## DATA RECORDS
*** Begin section ***

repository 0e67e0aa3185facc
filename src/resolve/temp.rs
//! Process-lifetime temp storage for materialized sources.

use dashmap::DashMap;
use std::path::PathBuf;
use tempfile::TempDir;

use crate::error::{BundleError, Result};
use crate::hash::fingerprint;
use crate::utils::io;

/// Materializes content under a private temp directory, once per key.
///
/// The directory is removed when the store is dropped.
pub struct TempStore {
    dir: TempDir,
    files: DashMap<String, PathBuf>,
}

impl TempStore {
    pub fn new() -> Result<Self> {
        let dir = tempfile::Builder::new()
            .prefix("stitch-")
            .tempdir()
            .map_err(|e| BundleError::io(std::env::temp_dir(), e))?;
        Ok(Self {
            dir,
            files: DashMap::new(),
        })
    }

    /// Path previously materialized for `key`, if any.
    pub fn get(&self, key: &str) -> Option<PathBuf> {
        self.files.get(key).map(|p| p.clone())
    }

    /// Return the file for `key`, calling `fetch` only on first use.
    ///
    /// `extension` is kept on the temp file so suffix dispatch still works.
    pub fn get_or_materialize(
        &self,
        key: &str,
        extension: &str,
        fetch: impl FnOnce() -> Result<Vec<u8>>,
    ) -> Result<PathBuf> {
        if let Some(path) = self.get(key) {
            return Ok(path);
        }
        let bytes = fetch()?;
        let name = if extension.is_empty() {
            fingerprint(key)
        } else {
            format!("{}.{}", fingerprint(key), extension)
        };
        let path = self.dir.path().join(name);
        io::write(&path, &bytes)?;
        // Racing materializers wrote identical bytes; keep the first entry
        let path = self.files.entry(key.to_string()).or_insert(path).clone();
        Ok(path)
    }

    pub fn len(&self) -> usize {
        self.files.len()
    }

    pub fn is_empty(&self) -> bool {
        self.files.is_empty()
    }
}

#[cfg(test)]
mod tests {
    use super::*;
    use std::cell::Cell;

    #[test]
    fn test_materialize_once() {
        let store = TempStore::new().unwrap();
        let calls = Cell::new(0);
        let fetch = || {
            calls.set(calls.get() + 1);
            Ok(b"a{}".to_vec())
        };

        let first = store.get_or_materialize("https://x/a.css", "css", fetch).unwrap();
        let second = store
            .get_or_materialize("https://x/a.css", "css", || {
                calls.set(calls.get() + 1);
                Ok(Vec::new())
            })
            .unwrap();

        assert_eq!(first, second);
        assert_eq!(calls.get(), 1);
        assert_eq!(std::fs::read_to_string(&first).unwrap(), "a{}");
        assert_eq!(first.extension().unwrap(), "css");
    }

    #[test]
    fn test_failed_fetch_is_not_memoized() {
        let store = TempStore::new().unwrap();
        let result = store.get_or_materialize("k", "js", || {
            Err(BundleError::Remote {
                url: "k".into(),
                detail: "offline".into(),
            })
        });
        assert!(result.is_err());
        assert!(store.is_empty());
    }
}
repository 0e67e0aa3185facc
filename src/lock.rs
//! Per-output-path critical section.
//!
//! Renders targeting the same output file are serialized, in this process
//! through a mutex per key and across processes through an exclusive lock
//! on `<temp>/stitch-locks/<key>.lock`. Renders of different outputs never
//! block each other.
//!
//! The key is the blake3 digest of the normalized, lowercased absolute path,
//! so `./css/../css/Site.css` and `css/site.css` share one lock.

use dashmap::DashMap;
use fs2::FileExt;
use parking_lot::{ArcMutexGuard, Mutex, RawMutex};
use std::fs::File;
use std::path::{Path, PathBuf};
use std::sync::Arc;

use crate::debug;
use crate::error::{BundleError, Result};
use crate::utils::path::normalize_path;

const LOCK_DIR: &str = "stitch-locks";

/// Serializes work per output file.
pub struct CriticalSection {
    locks: DashMap<String, Arc<Mutex<()>>>,
    /// `None` disables the cross-process lock file.
    lock_dir: Option<PathBuf>,
}

impl CriticalSection {
    pub fn new(cross_process: bool) -> Self {
        Self {
            locks: DashMap::new(),
            lock_dir: cross_process.then(|| std::env::temp_dir().join(LOCK_DIR)),
        }
    }

    /// Lock files are placed in `dir` instead of the system temp dir.
    pub fn with_lock_dir(dir: impl Into<PathBuf>) -> Self {
        Self {
            locks: DashMap::new(),
            lock_dir: Some(dir.into()),
        }
    }

    pub fn is_cross_process(&self) -> bool {
        self.lock_dir.is_some()
    }

    /// Block until `output` is free, returning a guard that holds it.
    pub fn enter(&self, output: &Path) -> Result<SectionGuard> {
        let key = lock_key(output);
        let mutex = Arc::clone(self.locks.entry(key.clone()).or_default().value());
        let local = mutex.lock_arc();

        let file = match &self.lock_dir {
            Some(dir) => Some(acquire_file_lock(dir, &key)?),
            None => None,
        };
        debug!("lock"; "entered {}", output.display());
        Ok(SectionGuard {
            file,
            _local: local,
        })
    }
}

/// Held for the duration of one write + cache-populate phase.
pub struct SectionGuard {
    file: Option<File>,
    _local: ArcMutexGuard<RawMutex, ()>,
}

impl Drop for SectionGuard {
    fn drop(&mut self) {
        if let Some(file) = &self.file {
            let _ = FileExt::unlock(file);
        }
    }
}

fn acquire_file_lock(dir: &Path, key: &str) -> Result<File> {
    std::fs::create_dir_all(dir).map_err(|e| BundleError::io(dir, e))?;
    let path = dir.join(format!("{key}.lock"));
    let file = File::create(&path).map_err(|e| BundleError::io(&path, e))?;
    file.lock_exclusive()
        .map_err(|e| BundleError::io(&path, e))?;
    Ok(file)
}

/// Stable lock name for an output path.
pub fn lock_key(output: &Path) -> String {
    let normalized = normalize_path(output)
        .to_string_lossy()
        .replace('\\', "/")
        .to_lowercase();
    blake3::hash(normalized.as_bytes()).to_hex().to_string()
}
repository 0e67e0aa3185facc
//! Configuration error types.

use std::path::PathBuf;
use thiserror::Error;

/// Configuration-related errors
#[derive(Debug, Error)]
pub enum ConfigError {
    #[error("IO error when reading `{0}`")]
    Io(PathBuf, #[source] std::io::Error),

    #[error("Config file parsing error")]
    Toml(#[from] toml::de::Error),

    #[error("Config validation error: {0}")]
    Validation(String),
}
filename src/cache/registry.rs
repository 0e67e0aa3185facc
//! Named and cached bundle registries.

use dashmap::DashMap;

use crate::bundle::BundleState;
use crate::error::{BundleError, Result};

/// A bundle definition registered under a name.
#[derive(Clone)]
pub struct RegistryEntry {
    /// Mode captured at registration; `render_named` always uses it.
    pub debug: bool,
    pub output: String,
    pub state: BundleState,
}

/// Process-wide name -> bundle maps, owned by a `Bundler`.
///
/// Re-registering a name replaces the previous entry.
#[derive(Default)]
pub struct RegistryStore {
    named: DashMap<String, RegistryEntry>,
    cached: DashMap<String, RegistryEntry>,
}

impl RegistryStore {
    pub fn new() -> Self {
        Self::default()
    }

    pub fn register_named(&self, name: &str, entry: RegistryEntry) {
        self.named.insert(name.to_string(), entry);
    }

    pub fn register_cached(&self, name: &str, entry: RegistryEntry) {
        self.cached.insert(name.to_string(), entry);
    }

    pub fn named(&self, name: &str) -> Result<RegistryEntry> {
        lookup(&self.named, name)
    }

    pub fn cached(&self, name: &str) -> Result<RegistryEntry> {
        lookup(&self.cached, name)
    }

    /// Sorted names registered with `as_named`.
    pub fn named_names(&self) -> Vec<String> {
        let mut names: Vec<_> = self.named.iter().map(|e| e.key().clone()).collect();
        names.sort();
        names
    }

    /// Remove `name` from both registries. `true` if either held it.
    pub fn remove(&self, name: &str) -> bool {
        let named = self.named.remove(name).is_some();
        let cached = self.cached.remove(name).is_some();
        named || cached
    }

    pub fn clear(&self) {
        self.named.clear();
        self.cached.clear();
    }
}

fn lookup(map: &DashMap<String, RegistryEntry>, name: &str) -> Result<RegistryEntry> {
    map.get(name)
        .map(|entry| entry.clone())
        .ok_or_else(|| BundleError::UnregisteredName {
            name: name.to_string(),
        })
}
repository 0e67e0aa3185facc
//! Command-line interface module.

mod args;
pub mod check;
pub mod render;
pub mod watch;

pub use args::{Cli, Commands, RenderArgs};
//! `@import` inlining.
//!
//! Imported stylesheets are read, their own imports inlined, and their
//! `url()` references rewritten relative to the imported file. The host
//! file's remaining text is returned as [`Fragment::Pending`] so the caller
//! rewrites it relative to the host file exactly once.

use regex::{Captures, Regex};
use rustc_hash::FxHashSet;
use std::path::{Path, PathBuf};
use std::sync::LazyLock;

use super::{CssRewriter, Fragment};
use crate::error::{BundleError, Result};
use crate::host::PathTranslator;
use crate::utils::io;
use crate::utils::path::{is_external_link, lexical_normalize, split_suffix};

static RE_IMPORT: LazyLock<Regex> = LazyLock::new(|| {
    Regex::new(
        r#"(?i)@import\s+(?:url\(\s*(?:"([^"]*)"|'([^']*)'|([^)"']*?))\s*\)|"([^"]*)"|'([^']*)')\s*([^;{}]*?)\s*;"#,
    )
    .expect("static @import pattern")
});

/// Inlines local `@import` rules.
pub struct ImportInliner<'a> {
    translator: &'a dyn PathTranslator,
    rewriter: &'a CssRewriter<'a>,
}

impl<'a> ImportInliner<'a> {
    pub fn new(translator: &'a dyn PathTranslator, rewriter: &'a CssRewriter<'a>) -> Self {
        Self {
            translator,
            rewriter,
        }
    }

    /// Split `css` (read from `source`) into host text and inlined imports.
    ///
    /// Every inlined file is added to `dependencies`.
    pub fn inline(
        &self,
        css: &str,
        source: &Path,
        dependencies: &mut FxHashSet<PathBuf>,
    ) -> Result<Vec<Fragment>> {
        let mut visiting = vec![lexical_normalize(source)];
        self.inline_inner(css, source, dependencies, &mut visiting)
    }

    fn inline_inner(
        &self,
        css: &str,
        source: &Path,
        dependencies: &mut FxHashSet<PathBuf>,
        visiting: &mut Vec<PathBuf>,
    ) -> Result<Vec<Fragment>> {
        let mut fragments = Vec::new();
        let mut last = 0;

        for caps in RE_IMPORT.captures_iter(css) {
            let Some(target) = self.import_target(&caps, source) else {
                continue;
            };
            if visiting.contains(&target) {
                continue;
            }
            let Some(whole) = caps.get(0) else {
                continue;
            };

            if !target.is_file() {
                return Err(BundleError::MissingSource { path: target });
            }
            let imported = io::read_to_string(&target)?;
            dependencies.insert(target.clone());

            visiting.push(target.clone());
            let nested = self.inline_inner(&imported, &target, dependencies, visiting);
            visiting.pop();
            let body = self.finish(nested?);

            push_pending(&mut fragments, &css[last..whole.start()], source);
            let media = caps.get(6).map_or("", |m| m.as_str().trim());
            fragments.push(Fragment::Rewritten(if media.is_empty() {
                body
            } else {
                format!("@media {media}{{{body}}}")
            }));
            last = whole.end();
        }

        push_pending(&mut fragments, &css[last..], source);
        Ok(fragments)
    }

    /// Filesystem path of a local import, `None` for external ones.
    fn import_target(&self, caps: &Captures<'_>, source: &Path) -> Option<PathBuf> {
        let url = (1..=5).find_map(|i| caps.get(i))?.as_str().trim();
        if url.is_empty() || is_external_link(url) {
            return None;
        }
        let (path, _) = split_suffix(url);
        if path.starts_with('/') {
            return Some(self.translator.to_file_system_path(path));
        }
        let dir = source.parent().unwrap_or_else(|| Path::new(""));
        Some(lexical_normalize(&dir.join(path)))
    }

    /// Rewrite pending fragments and join everything into one string.
    pub fn finish(&self, fragments: Vec<Fragment>) -> String {
        fragments
            .into_iter()
            .map(|fragment| match fragment {
                Fragment::Pending { css, source } => self.rewriter.rewrite(&css, &source),
                Fragment::Rewritten(css) => css,
            })
            .collect()
    }
}

fn push_pending(fragments: &mut Vec<Fragment>, css: &str, source: &Path) {
    if !css.is_empty() {
        fragments.push(Fragment::Pending {
            css: css.to_string(),
            source: source.to_path_buf(),
        });
    }
}
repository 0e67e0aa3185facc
//! Configuration management for `stitch.toml`.
//!
//! # Module Structure
//!
//! ```text
//! config/
//! ├── section.rs   # [stitch], [css], [js], [[preprocessor]]
//! ├── manifest.rs  # [[bundle]] declarations
//! ├── error.rs     # ConfigError
//! └── util.rs      # find_config_file, resolve_path
//! ```
//!
//! # Example
//!
//! ```toml
//! [stitch]
//! root = "public"
//!
//! [css]
//! minifier = "lightningcss"
//!
//! [[bundle]]
//! name = "site"
//! kind = "css"
//! output = "/css/site.#.css"
//! assets = ["/css/reset.css", "/css/site.css"]
//! ```

mod error;
mod manifest;
mod section;
mod util;

pub use error::ConfigError;
pub use manifest::{AssetConfig, AssetEntry, BundleConfig, ModeOverride};
pub use section::{GeneralConfig, KindConfig, PreprocessorConfig};
pub use util::{find_config_file, resolve_path};

use rustc_hash::FxHashSet;
use serde::{Deserialize, Serialize};
use std::fs;
use std::path::{Path, PathBuf};
use std::sync::Arc;

use crate::bundle::{BundleKind, Bundler, BundlerBuilder};
use crate::error::Result as BundleResult;
use crate::host::EnvDebugStatus;
use crate::log;
use crate::preprocess::CommandPreprocessor;

/// Default config file name.
pub const CONFIG_FILE: &str = "stitch.toml";

/// Root configuration structure
#[derive(Debug, Clone, Default, Serialize, Deserialize)]
#[serde(default)]
pub struct StitchConfig {
    /// Absolute path of the loaded config file.
    #[serde(skip)]
    pub config_path: PathBuf,

    pub stitch: GeneralConfig,
    pub css: KindConfig,
    pub js: KindConfig,

    #[serde(rename = "preprocessor")]
    pub preprocessors: Vec<PreprocessorConfig>,

    #[serde(rename = "bundle")]
    pub bundles: Vec<BundleConfig>,
}

impl StitchConfig {
    /// Parse config from TOML string without path resolution.
    pub fn from_str(content: &str) -> Result<Self, ConfigError> {
        let config: Self = toml::from_str(content)?;
        Ok(config)
    }

    /// Load, resolve and validate a config file.
    pub fn load(path: &Path) -> Result<Self, ConfigError> {
        let content =
            fs::read_to_string(path).map_err(|err| ConfigError::Io(path.to_path_buf(), err))?;

        let (mut config, ignored) = Self::parse_with_ignored(&content)?;
        if !ignored.is_empty() {
            Self::print_unknown_fields_warning(&ignored, path);
        }

        config.config_path = crate::utils::path::normalize_path(path);
        config.finalize();
        config.validate()?;
        Ok(config)
    }

    /// Parse TOML content, collecting any unknown fields.
    fn parse_with_ignored(content: &str) -> Result<(Self, Vec<String>), ConfigError> {
        let mut ignored = Vec::new();
        let deserializer = toml::Deserializer::new(content);
        let config = serde_ignored::deserialize(deserializer, |path: serde_ignored::Path| {
            ignored.push(path.to_string());
        })?;
        Ok((config, ignored))
    }

    fn print_unknown_fields_warning(fields: &[String], path: &Path) {
        let display_path = path
            .file_name()
            .map(|n| n.to_string_lossy())
            .unwrap_or_else(|| path.to_string_lossy());
        log!("warning"; "unknown fields in {} are ignored: {}", display_path, fields.join(", "));
    }

    /// Directory containing the config file.
    pub fn config_dir(&self) -> &Path {
        self.config_path.parent().unwrap_or(Path::new("."))
    }

    /// Anchor relative paths at the config directory.
    fn finalize(&mut self) {
        let base = self.config_dir().to_path_buf();
        self.stitch.root = resolve_path(&self.stitch.root, &base);
        if let Some(dir) = self.stitch.lock_dir.take() {
            self.stitch.lock_dir = Some(resolve_path(&dir, &base));
        }
    }

    // ========================================================================
    // validation
    // ========================================================================

    /// Check the configuration, reporting every problem at once.
    pub fn validate(&self) -> Result<(), ConfigError> {
        let mut problems = Vec::new();

        let key = &self.stitch.hash_key;
        if key.is_empty() || key.contains(['&', '=', '#', '?', ' ']) {
            problems.push(format!("[stitch] hash_key `{key}` is not a valid query key"));
        }

        for (section, kind, config) in [
            ("css", BundleKind::Css, &self.css),
            ("js", BundleKind::JavaScript, &self.js),
        ] {
            let minifier = config.minifier_for(kind);
            if !minifier.supports(kind.extension()) {
                problems.push(format!(
                    "[{section}] minifier `{minifier:?}` cannot minify {section}"
                ));
            }
        }

        let mut seen = FxHashSet::default();
        for preprocessor in &self.preprocessors {
            let name = &preprocessor.name;
            if name.trim().is_empty() {
                problems.push("preprocessor with empty name".to_string());
            }
            if preprocessor.extensions.is_empty() {
                problems.push(format!("preprocessor `{name}` claims no extensions"));
            }
            if preprocessor.command.is_empty() {
                problems.push(format!("preprocessor `{name}` has an empty command"));
            }
            if !seen.insert((preprocessor.scope, name.as_str())) {
                problems.push(format!(
                    "preprocessor `{name}` registered twice in scope {:?}",
                    preprocessor.scope
                ));
            }
        }

        let mut names = FxHashSet::default();
        for bundle in &self.bundles {
            if !names.insert(bundle.name.as_str()) {
                problems.push(format!("bundle `{}` declared twice", bundle.name));
            }
            problems.extend(bundle.problems());
        }

        if problems.is_empty() {
            Ok(())
        } else {
            Err(ConfigError::Validation(problems.join("\n")))
        }
    }

    // ========================================================================
    // bundler construction
    // ========================================================================

    /// Builder preloaded with this configuration.
    pub fn builder(&self) -> BundlerBuilder {
        let general = &self.stitch;
        let mut builder = Bundler::builder()
            .root(&general.root)
            .hash_algorithm(general.hash)
            .hash_key(general.hash_key.as_str())
            .css_minifier(self.css.minifier_for(BundleKind::Css).build())
            .js_minifier(self.js.minifier_for(BundleKind::JavaScript).build())
            .cross_process_locking(general.cross_process_locking);

        builder = match &general.debug_env {
            Some(var) => builder.debug_status(Arc::new(EnvDebugStatus::new(var.as_str()))),
            None => builder.debug(general.debug),
        };
        if let Some(href) = &general.base_href {
            builder = builder.base_href(href.as_str());
        }
        if let Some(dir) = &general.lock_dir {
            builder = builder.lock_dir(dir);
        }

        for preprocessor in &self.preprocessors {
            let command = CommandPreprocessor::new(
                preprocessor.name.as_str(),
                preprocessor.extensions.iter().map(String::as_str),
                preprocessor.command.iter().map(String::as_str),
            );
            builder = builder.preprocessor(preprocessor.scope, Arc::new(command));
        }

        builder
    }

    /// Build the bundler and register every declared bundle.
    pub fn bundler(&self) -> BundleResult<Bundler> {
        let bundler = self.builder().build()?;
        for bundle in &self.bundles {
            bundle.register(&bundler)?;
        }
        Ok(bundler)
    }

    pub fn bundle(&self, name: &str) -> Option<&BundleConfig> {
        self.bundles.iter().find(|b| b.name == name)
    }
}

*** End section ***

## TASK OBJECTIVE
Say how many lines of the data above include the word "BundleKind", and add nothing further.

## THE ANSWER
5